This is a simple PDF Editor to just do the basic document manipulation on scanned docs like rotating and deleting pages + splitting and combining docs.
Background
The background to this is that I’ve been working for some time on removing as much paper filing from our house as possible. We’ve found that scanning with a decent scanner (we use the Fujitsu ScanSnap 1500M*) is now almost error free and the conversion of documents to searchable PDFs with OCR is also pretty good. But despite the attempts by Fujitsu to provide suitable filing software we’ve found the process of finding the right date and categorising scanned documents to be very time consuming.
I’ve looked hard for scan filing software and found some possible alternatives but in each case eventually decided that they didn’t do what we wanted, were too darned expensive or just weren’t open enough to allow modification.

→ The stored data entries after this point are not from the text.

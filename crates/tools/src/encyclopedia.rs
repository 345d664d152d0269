//! Encyclopedia lookup through the Wikipedia API.

use std::time::Duration;

use async_trait::async_trait;
use runtime::tools::{ParamSpec, Tool, ToolArgs, ToolError, ToolSpec};
use serde::Deserialize;
use tracing::debug;

use crate::http;

const API_HOST: &str = "wikipedia.org";
const MAX_EXTRACT_CHARS: usize = 2000;

#[derive(Debug, Deserialize)]
struct ApiResponse {
    #[serde(default)]
    query: Option<ApiQuery>,
}

#[derive(Debug, Deserialize)]
struct ApiQuery {
    #[serde(default)]
    pages: Vec<ApiPage>,
}

#[derive(Debug, Deserialize)]
struct ApiPage {
    title: String,
    #[serde(default)]
    index: u32,
    #[serde(default)]
    extract: String,
}

/// The `encyclopedia` tool: intro of the best-matching Wikipedia article.
pub struct Encyclopedia {
    spec: ToolSpec,
    client: reqwest::Client,
}

impl Encyclopedia {
    pub const NAME: &str = "encyclopedia";

    pub fn new(timeout: Duration) -> Result<Self, reqwest::Error> {
        let spec = ToolSpec::new(
            Self::NAME,
            "Look up a topic in Wikipedia and return the introduction of the best matching \
             article. Good for background facts; not for current prices.",
        )
        .param(ParamSpec::string("query", "Topic to look up").required())
        .param(ParamSpec::string("language", "Wikipedia language code").with_default("en"));

        Ok(Self {
            spec,
            client: http::client(timeout)?,
        })
    }

    fn url(&self, language: &str, query: &str) -> String {
        format!(
            "https://{language}.{API_HOST}/w/api.php?action=query&format=json&formatversion=2&redirects=1\
             &generator=search&gsrlimit=1&gsrsearch={}\
             &prop=extracts&exintro=1&explaintext=1",
            urlencoding::encode(query)
        )
    }
}

#[async_trait]
impl Tool for Encyclopedia {
    fn spec(&self) -> &ToolSpec {
        &self.spec
    }

    async fn invoke(&self, args: ToolArgs) -> Result<String, ToolError> {
        let query = args.string("query")?.trim();
        if query.is_empty() {
            return Err(ToolError::InvalidInput("query must not be empty".into()));
        }
        let language = args.string("language")?.trim().to_ascii_lowercase();
        if !is_language_code(&language) {
            return Err(ToolError::InvalidInput(format!(
                "`{language}` is not a Wikipedia language code"
            )));
        }

        let body = http::get_text(&self.client, &self.url(&language, query)).await?;
        let response: ApiResponse = serde_json::from_str(&body)
            .map_err(|e| ToolError::Execution(format!("unexpected Wikipedia response: {e}")))?;

        debug!(query, %language, "encyclopedia lookup");
        Ok(render(query, response))
    }
}

fn is_language_code(code: &str) -> bool {
    (2..=12).contains(&code.len()) && code.chars().all(|c| c.is_ascii_lowercase() || c == '-')
}

fn render(query: &str, response: ApiResponse) -> String {
    let best = response
        .query
        .into_iter()
        .flat_map(|q| q.pages)
        .min_by_key(|p| p.index);

    match best {
        Some(page) if !page.extract.trim().is_empty() => {
            format!("{}\n{}", page.title, truncate(page.extract.trim(), MAX_EXTRACT_CHARS))
        }
        Some(page) => format!("{}\n(no summary available)", page.title),
        None => format!("No results found for: {query}"),
    }
}

fn truncate(text: &str, max_chars: usize) -> String {
    match text.char_indices().nth(max_chars) {
        Some((end, _)) => format!("{}…", &text[..end]),
        None => text.to_string(),
    }
}
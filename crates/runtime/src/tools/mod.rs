//! Tool definitions and the registry the agent calls through.

pub mod errors;
mod registry;
mod tool;
pub mod types;

pub use errors::{RegistryError, ToolError};
pub use registry::ToolRegistry;
pub use tool::Tool;
pub use types::{ParamKind, ParamSpec, ToolArgs, ToolSpec};
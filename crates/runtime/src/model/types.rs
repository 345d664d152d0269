use super::errors::ModelError;
use crate::tools::ToolSpec;
use serde::{Deserialize, Serialize};
use serde_json::{Map, Value};
use std::future::Future;
use std::ops::AddAssign;

/// The role of a message sender.
///
/// The system directive travels separately in [`ModelRequest::system`].
#[derive(Debug, Clone, Copy, PartialEq, Eq, Serialize, Deserialize)]
#[serde(rename_all = "lowercase")]
pub enum Role {
    User,
    Assistant,
}

/// A tool call requested by the model.
#[derive(Debug, Clone, PartialEq, Serialize, Deserialize)]
pub struct ToolCall {
    /// Correlates the call with its result in provider transcripts.
    pub id: String,
    pub name: String,
    /// Raw arguments exactly as the model produced them.
    pub arguments: Map<String, Value>,
}

impl ToolCall {
    pub fn new(id: impl Into<String>, name: impl Into<String>, arguments: Map<String, Value>) -> Self {
        Self {
            id: id.into(),
            name: name.into(),
            arguments,
        }
    }
}

/// The result the runtime returned from a tool call.
#[derive(Debug, Clone, PartialEq, Serialize, Deserialize)]
#[serde(tag = "status", rename_all = "snake_case")]
pub enum ToolResult {
    Success {
        tool_call_id: String,
        output: String,
    },
    Failure {
        tool_call_id: String,
        error: String,
    },
}

impl ToolResult {
    pub fn tool_call_id(&self) -> &str {
        match self {
            Self::Success { tool_call_id, .. } | Self::Failure { tool_call_id, .. } => tool_call_id,
        }
    }

    /// The text handed back to the model, whichever way the call went.
    pub fn content(&self) -> &str {
        match self {
            Self::Success { output, .. } => output,
            Self::Failure { error, .. } => error,
        }
    }

    pub fn is_error(&self) -> bool {
        matches!(self, Self::Failure { .. })
    }
}

/// A part of a message, which can be text or a tool interaction.
#[derive(Debug, Clone, PartialEq, Serialize, Deserialize)]
pub enum Part {
    Text(String),
    ToolCall(ToolCall),
    ToolResult(ToolResult),
}

/// A message, consisting of a role and one or more parts.
#[derive(Debug, Clone, PartialEq, Serialize, Deserialize)]
pub struct Message {
    pub role: Role,
    pub parts: Vec<Part>,
}

impl Message {
    pub fn new(role: Role, parts: Vec<Part>) -> Self {
        Self { role, parts }
    }

    pub fn user(text: impl Into<String>) -> Self {
        Self::new(Role::User, vec![Part::Text(text.into())])
    }

    pub fn assistant(text: impl Into<String>) -> Self {
        Self::new(Role::Assistant, vec![Part::Text(text.into())])
    }

    /// Get combined text content from all text parts.
    pub fn text(&self) -> String {
        self.parts
            .iter()
            .filter_map(|part| match part {
                Part::Text(text) => Some(text.as_str()),
                _ => None,
            })
            .collect::<Vec<_>>()
            .join("")
    }

    /// Extract all tool calls from this message.
    pub fn tool_calls(&self) -> Vec<&ToolCall> {
        self.parts
            .iter()
            .filter_map(|part| match part {
                Part::ToolCall(call) => Some(call),
                _ => None,
            })
            .collect()
    }

    /// Extract all tool results from this message.
    pub fn tool_results(&self) -> Vec<&ToolResult> {
        self.parts
            .iter()
            .filter_map(|part| match part {
                Part::ToolResult(result) => Some(result),
                _ => None,
            })
            .collect()
    }
}

/// Token usage statistics.
#[derive(Debug, Clone, Copy, Default, PartialEq, Eq, Serialize, Deserialize)]
pub struct Usage {
    pub input_tokens: u32,
    pub output_tokens: u32,
}

impl Usage {
    pub fn total_tokens(&self) -> u32 {
        self.input_tokens.saturating_add(self.output_tokens)
    }
}

impl AddAssign for Usage {
    fn add_assign(&mut self, rhs: Self) {
        self.input_tokens = self.input_tokens.saturating_add(rhs.input_tokens);
        self.output_tokens = self.output_tokens.saturating_add(rhs.output_tokens);
    }
}

/// Everything needed for a model request.
#[derive(Debug, Clone, PartialEq)]
pub struct ModelRequest {
    pub system: String,
    pub messages: Vec<Message>,
    pub tools: Vec<ToolSpec>,
}

/// What the model decided to do on one turn.
#[derive(Debug, Clone, PartialEq)]
pub enum ModelOutput {
    /// One or more tool invocations, in the order they should run.
    ToolCalls {
        /// Free text the model emitted next to the calls, if any.
        thought: Option<String>,
        calls: Vec<ToolCall>,
    },
    /// The final answer for the user.
    FinalAnswer(String),
    /// Output that is neither a usable tool call nor an answer.
    Unparseable { raw: String, reason: String },
}

impl ModelOutput {
    pub fn tool_call(call: ToolCall) -> Self {
        Self::ToolCalls {
            thought: None,
            calls: vec![call],
        }
    }

    pub fn answer(text: impl Into<String>) -> Self {
        Self::FinalAnswer(text.into())
    }

    pub fn unparseable(raw: impl Into<String>, reason: impl Into<String>) -> Self {
        Self::Unparseable {
            raw: raw.into(),
            reason: reason.into(),
        }
    }
}

/// The response from a model.
#[derive(Debug, Clone, PartialEq)]
pub struct ModelResponse {
    pub output: ModelOutput,
    pub usage: Usage,
}

impl From<ModelOutput> for ModelResponse {
    fn from(output: ModelOutput) -> Self {
        Self {
            output,
            usage: Usage::default(),
        }
    }
}

/// Trait for LLM provider backends.
pub trait Backend: Send + Sync {
    fn call(
        &self,
        request: ModelRequest,
    ) -> impl Future<Output = Result<ModelResponse, ModelError>> + Send;
}
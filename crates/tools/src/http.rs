//! Shared HTTP plumbing for the web tools.

use std::time::Duration;

use reqwest::StatusCode;
use runtime::tools::ToolError;

const USER_AGENT: &str = "Mozilla/5.0 (compatible; clerk/0.1)";

pub(crate) fn client(timeout: Duration) -> Result<reqwest::Client, reqwest::Error> {
    reqwest::Client::builder()
        .user_agent(USER_AGENT)
        .timeout(timeout)
        .build()
}

/// Transport failures mean the outside world is unreachable.
pub(crate) fn transport_error(err: reqwest::Error) -> ToolError {
    if err.is_connect() || err.is_timeout() {
        ToolError::Unavailable(err.to_string())
    } else {
        ToolError::Execution(err.to_string())
    }
}

/// Upstream outages abort the run; anything else is for the model to see.
pub(crate) fn status_error(status: StatusCode) -> Option<ToolError> {
    if status.is_success() {
        None
    } else if status.is_server_error() {
        Some(ToolError::Unavailable(format!("upstream returned {status}")))
    } else {
        Some(ToolError::Execution(format!("HTTP error: {status}")))
    }
}

/// GET `url` and return the body text.
pub(crate) async fn get_text(client: &reqwest::Client, url: &str) -> Result<String, ToolError> {
    let response = client.get(url).send().await.map_err(transport_error)?;
    if let Some(err) = status_error(response.status()) {
        return Err(err);
    }
    response.text().await.map_err(transport_error)
}

#[cfg(test)]
mod tests {
    use super::*;

    #[test]
    fn client_builds_with_timeout() {
        assert!(client(Duration::from_secs(5)).is_ok());
    }

    #[test]
    fn statuses_classify() {
        assert_eq!(status_error(StatusCode::OK), None);
        assert!(matches!(
            status_error(StatusCode::BAD_GATEWAY),
            Some(ToolError::Unavailable(_))
        ));
        assert!(matches!(
            status_error(StatusCode::TOO_MANY_REQUESTS),
            Some(ToolError::Execution(msg)) if msg.contains("429")
        ));
    }
}
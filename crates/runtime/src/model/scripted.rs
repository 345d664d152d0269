//! Scripted backend.

use super::{Backend, ModelError, ModelOutput, ModelRequest, ModelResponse};
use std::collections::VecDeque;
use std::sync::Mutex;

/// A backend that replays a fixed list of outputs.
///
/// Every request is recorded so tests can inspect exactly what the agent
/// sent. Once the script runs out, `fallback` is returned for every further
/// call (or an API error when there is none).
#[derive(Debug, Default)]
pub struct ScriptedBackend {
    script: Mutex<VecDeque<ModelOutput>>,
    fallback: Option<ModelOutput>,
    requests: Mutex<Vec<ModelRequest>>,
}

impl ScriptedBackend {
    pub fn new(outputs: impl IntoIterator<Item = ModelOutput>) -> Self {
        Self {
            script: Mutex::new(outputs.into_iter().collect()),
            fallback: None,
            requests: Mutex::new(Vec::new()),
        }
    }

    /// A backend that answers every call with the same output.
    pub fn repeating(output: ModelOutput) -> Self {
        Self::new([]).with_fallback(output)
    }

    pub fn with_fallback(mut self, output: ModelOutput) -> Self {
        self.fallback = Some(output);
        self
    }

    /// Number of calls made so far.
    pub fn calls(&self) -> usize {
        self.requests.lock().map(|r| r.len()).unwrap_or_default()
    }

    /// Snapshot of every request received so far.
    pub fn requests(&self) -> Vec<ModelRequest> {
        self.requests
            .lock()
            .map(|r| r.clone())
            .unwrap_or_default()
    }
}

impl Backend for ScriptedBackend {
    async fn call(&self, request: ModelRequest) -> Result<ModelResponse, ModelError> {
        if let Ok(mut requests) = self.requests.lock() {
            requests.push(request);
        }

        let next = self
            .script
            .lock()
            .map_err(|_| ModelError::Api("script lock poisoned".into()))?
            .pop_front();

        next.or_else(|| self.fallback.clone())
            .map(ModelResponse::from)
            .ok_or_else(|| ModelError::Api("script exhausted".into()))
    }
}
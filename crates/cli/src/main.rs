mod config;
mod error;
mod history;

use std::path::PathBuf;

use chrono::{Local, TimeZone};
use clap::{Parser, Subcommand};
use runtime::{Agent, Outcome, Reporter};
use storage::{Event, EventKind, EventStore, RunId};
use tracing::{info, warn};
use tracing_subscriber::{EnvFilter, fmt, layer::SubscriberExt, util::SubscriberInitExt};

use config::Config;
use error::{Error, Result};

const CONFIG_FILE: &str = "clerk.toml";
const DEFAULT_LOG_FILTER: &str = "clerk=info,runtime=info";

#[derive(Parser)]
#[command(name = "clerk")]
#[command(about = "A shopping assistant that looks up prices and does the tax math", long_about = None)]
#[command(version)]
struct Cli {
    /// Configuration file
    #[arg(short, long, global = true, default_value = CONFIG_FILE)]
    config: PathBuf,

    #[command(subcommand)]
    command: Commands,
}

#[derive(Subcommand)]
enum Commands {
    /// Answer one question
    Ask {
        /// The question
        #[arg(required = true, num_args = 1..)]
        query: Vec<String>,
        /// Print the tool transcript before the answer
        #[arg(short, long)]
        verbose: bool,
        /// Print {"answer": ...} or {"error": ...} as JSON
        #[arg(long)]
        json: bool,
        /// Do not record the run in the history
        #[arg(long)]
        no_history: bool,
    },
    /// List the tools the agent can use
    Tools,
    /// List recorded runs
    Runs {
        /// Show only the last N runs
        #[arg(short, long, default_value = "10")]
        limit: usize,
    },
    /// Show the event log of a run
    Logs {
        /// Run ID (prefix match supported)
        run: String,
        /// Filter by event kind (tool_call, tool_result, correction, ...)
        #[arg(short, long)]
        kind: Option<String>,
    },
}

#[tokio::main]
async fn main() {
    init_logging();

    match run().await {
        Ok(code) => std::process::exit(code),
        Err(e) => {
            eprintln!("Error: {e}");
            std::process::exit(2);
        }
    }
}

fn init_logging() {
    let filter = EnvFilter::try_from_env("CLERK_LOG")
        .or_else(|_| EnvFilter::try_from_default_env())
        .unwrap_or_else(|_| EnvFilter::new(DEFAULT_LOG_FILTER));

    tracing_subscriber::registry()
        .with(filter)
        .with(fmt::layer().with_writer(std::io::stderr))
        .init();
}

/// Returns the process exit code.
async fn run() -> Result<i32> {
    let cli = Cli::parse();
    let config = Config::load_or_default(&cli.config)?;

    match cli.command {
        Commands::Ask {
            query,
            verbose,
            json,
            no_history,
        } => cmd_ask(&config, &query.join(" "), verbose, json, !no_history).await,
        Commands::Tools => cmd_tools(&config).map(|()| 0),
        Commands::Runs { limit } => cmd_runs(limit).map(|()| 0),
        Commands::Logs { run, kind } => cmd_logs(&run, kind.as_deref()).map(|()| 0),
    }
}

async fn cmd_ask(
    config: &Config,
    query: &str,
    verbose: bool,
    json: bool,
    record: bool,
) -> Result<i32> {
    let env = |var: &str| std::env::var(var).ok();
    let provider = config.provider(env)?;
    let registry = config.tools_config().build()?;

    info!(backend = %provider, tools = ?registry.names(), "starting run");

    let agent = Agent::builder(provider, registry)
        .config(config.agent_config())
        .system_prompt(config.agent.system_prompt.clone())
        .build();

    let cancel = async {
        if tokio::signal::ctrl_c().await.is_err() {
            std::future::pending::<()>().await;
        }
    };
    let run = agent.run_until(query, cancel).await;

    if record {
        if let Err(e) = record_run(&run) {
            warn!(error = %e, "could not record run history");
        }
    }

    let report = Reporter::new().with_transcript(verbose).report(&run);
    if json {
        println!("{}", serde_json::to_string(&Outcome::from(&run))?);
    } else {
        println!("{}", report.output);
    }
    if verbose {
        if let Some(diagnostic) = &report.diagnostic {
            eprintln!("{diagnostic}");
        }
    }

    Ok(if report.is_failure() { 1 } else { 0 })
}

fn record_run(run: &runtime::Run) -> Result<()> {
    let data_dir = data_dir();
    std::fs::create_dir_all(&data_dir)?;
    let mut store = EventStore::open(data_dir.join("runs.db"))?;
    store.append_all(&history::events(run))?;
    Ok(())
}

fn cmd_tools(config: &Config) -> Result<()> {
    let registry = config.tools_config().build()?;

    for spec in registry.describe_all() {
        println!("{}", spec.name);
        println!("    {}", spec.description);
        for param in &spec.params {
            let note = match (&param.default, param.required) {
                (_, true) => " (required)".to_string(),
                (Some(default), false) => format!(" (default: {default})"),
                (None, false) => String::new(),
            };
            println!(
                "    - {}: {}{note}  {}",
                param.name,
                param.kind.as_str(),
                param.description
            );
        }
        println!();
    }

    Ok(())
}

fn cmd_runs(limit: usize) -> Result<()> {
    let Some(store) = open_store()? else {
        println!("No runs recorded yet.");
        return Ok(());
    };
    let runs = store.list_runs()?;

    if runs.is_empty() {
        println!("No runs recorded yet.");
        return Ok(());
    }

    println!(
        "{:<36}  {:<16}  {:<5}  {:<24}  QUERY",
        "RUN ID", "STARTED", "TOOLS", "STATUS"
    );
    println!("{}", "-".repeat(110));

    for summary in runs.into_iter().take(limit) {
        let started = Local
            .from_utc_datetime(&summary.started_at.naive_utc())
            .format("%Y-%m-%d %H:%M");
        println!(
            "{:<36}  {:<16}  {:<5}  {:<24}  {}",
            summary.id,
            started,
            summary.tool_calls,
            summary.status.to_string(),
            truncate(&summary.query, 60)
        );
    }

    Ok(())
}

fn cmd_logs(run_prefix: &str, kind_filter: Option<&str>) -> Result<()> {
    let not_found = || Error::RunNotFound {
        prefix: run_prefix.to_string(),
    };
    let store = open_store()?.ok_or_else(not_found)?;

    // Find run by prefix
    let runs = store.list_runs()?;
    let matching: Vec<RunId> = runs
        .iter()
        .map(|r| r.id)
        .filter(|id| id.to_string().starts_with(run_prefix))
        .collect();

    let run_id = match matching.as_slice() {
        [] => return Err(not_found()),
        [id] => *id,
        _ => {
            return Err(Error::AmbiguousRun {
                prefix: run_prefix.to_string(),
                matches: matching.iter().map(|id| id.to_string()).collect(),
            });
        }
    };

    let events = store.load_run(run_id, kind_filter)?;

    if events.is_empty() {
        println!("No events found for run {run_id}");
        return Ok(());
    }

    println!("Run: {run_id}\n");

    for event in events {
        print_event(&event);
    }

    Ok(())
}

fn print_event(event: &Event) {
    let time = Local
        .from_utc_datetime(&event.timestamp.naive_utc())
        .format("%H:%M:%S");

    match &event.kind {
        EventKind::RunStart { query } => {
            println!("[{time}] QUERY: {query}");
        }
        EventKind::ToolCall { name, input } => {
            println!("[{time}] TOOL CALL: {name} {input}");
        }
        EventKind::ToolResult {
            name,
            output,
            is_error,
        } => {
            let label = if *is_error { "TOOL ERROR" } else { "TOOL RESULT" };
            println!("[{time}] {label}: {name}: {}", truncate(output, 200));
        }
        EventKind::Correction { reason } => {
            println!("[{time}] CORRECTION: {reason}");
        }
        EventKind::Answer { text } => {
            println!("[{time}] ANSWER: {text}");
        }
        EventKind::Failure { error_kind, detail } => {
            println!("[{time}] FAILED ({error_kind}): {detail}");
        }
    }
}

fn truncate(text: &str, max_chars: usize) -> String {
    match text.char_indices().nth(max_chars) {
        Some((end, _)) => format!("{}...", &text[..end]),
        None => text.to_string(),
    }
}

/// The run history database, if any run has been recorded.
fn open_store() -> Result<Option<EventStore>> {
    let db_path = data_dir().join("runs.db");
    if !db_path.exists() {
        return Ok(None);
    }
    Ok(Some(EventStore::open(&db_path)?))
}

fn data_dir() -> PathBuf {
    dirs_data_dir().unwrap_or_else(|| ".clerk".into())
}

fn dirs_data_dir() -> Option<PathBuf> {
    #[cfg(target_os = "macos")]
    {
        std::env::var_os("HOME").map(|h| PathBuf::from(h).join(".local/share/clerk"))
    }
    #[cfg(target_os = "linux")]
    {
        std::env::var_os("XDG_DATA_HOME")
            .map(PathBuf::from)
            .or_else(|| std::env::var_os("HOME").map(|h| PathBuf::from(h).join(".local/share")))
            .map(|p| p.join("clerk"))
    }
    #[cfg(target_os = "windows")]
    {
        std::env::var_os("APPDATA").map(|h| PathBuf::from(h).join("clerk"))
    }
    #[cfg(not(any(target_os = "macos", target_os = "linux", target_os = "windows")))]
    {
        None
    }
}

#[cfg(test)]
mod tests {
    use super::*;
    use clap::CommandFactory;

    #[test]
    fn cli_definition_is_valid() {
        Cli::command().debug_assert();
    }

    #[test]
    fn ask_joins_words() {
        let cli = Cli::parse_from(["clerk", "ask", "price", "of", "bread", "--json"]);
        let Commands::Ask { query, json, .. } = cli.command else {
            panic!("expected ask");
        };
        assert_eq!(query.join(" "), "price of bread");
        assert!(json);
        assert_eq!(cli.config, PathBuf::from(CONFIG_FILE));
    }

    #[test]
    fn truncate_counts_chars() {
        assert_eq!(truncate("€€€€", 2), "€€...");
        assert_eq!(truncate("ok", 2), "ok");
    }
}
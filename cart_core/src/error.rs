use thiserror::Error;

pub use crate::fsm::FsmError;
pub use crate::protocol::ProtocolError;

#[derive(Debug, Error, Clone)]
pub enum CartError {
    #[error("hardware error: {0}")]
    Hardware(String),
    #[error("hardware fault: {0}")]
    HardwareFault(String),
    #[error("configuration error: {0}")]
    Config(String),
    #[error("state machine: {0}")]
    Fsm(#[from] FsmError),
    #[error("protocol: {0}")]
    Protocol(#[from] ProtocolError),
    #[error("io error: {0}")]
    Io(String),
}

#[derive(Debug, Error, Clone)]
pub enum BuildError {
    #[error("missing display")]
    MissingDisplay,
    #[error("missing motor")]
    MissingMotor,
    #[error("invalid config: {0}")]
    InvalidConfig(&'static str),
}

pub type Result<T> = eyre::Result<T>;
pub use eyre::Report;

So I have embarked on a process of development to see how difficult if would be to address some of the most glaring time-wasters. The hit-list is as follows:
- Automatically finding the right date for filing
- Categorising the document
- Basic editing of the scanned PDF (e.g. deleting unwanted pages, combining PDFs, etc.)
I’ve decided to attach these challenges in reverse order and this post is about a simple PDF editor which I’m hoping will reduce the time we spend manipulating documents before we file them.
* This has been superseded by a similar looking model which also gets rave reviews.
Operation
This is a WPF program written to run on Windows. I’ve used a library called MahApps which does an amazing job of making a windows desktop app look more modern.
As you can see in the image the program is very simple and has the following features:
- There are buttons over each page for rotation and deletion.
- There’s a scissors icon which can be used to split the file at any point and create multiple output files from one input.
- If you add a second (or subsequent) file it is appended to the end of the document and then when you save the documents are combined together.
- Pages can be dragged and dropped from place to place in the document.
Software
There’s also nothing clever about the code. What I have done is to use two libraries:
The combination of these allows me to avoid using the horrible Acrobat viewer control or any of the plethora of third-party alternatives. All the control’s I’ve tried (and that’s a lot) have really poor APIs and seem to concentrate on giving the user stacks of complex functions accessed through myriad toolbars and menus.
All I need to do is to display PDF pages (Ghostscript.NET is used for rendering) and manipulate the actual PDF files (that’s where iTextSharp comes in). It’s a pretty simple requirement and this approach seems to work pretty well.
I’ve also made use of an auto-scroll extension for drag-and-drop which I think originated in this blog.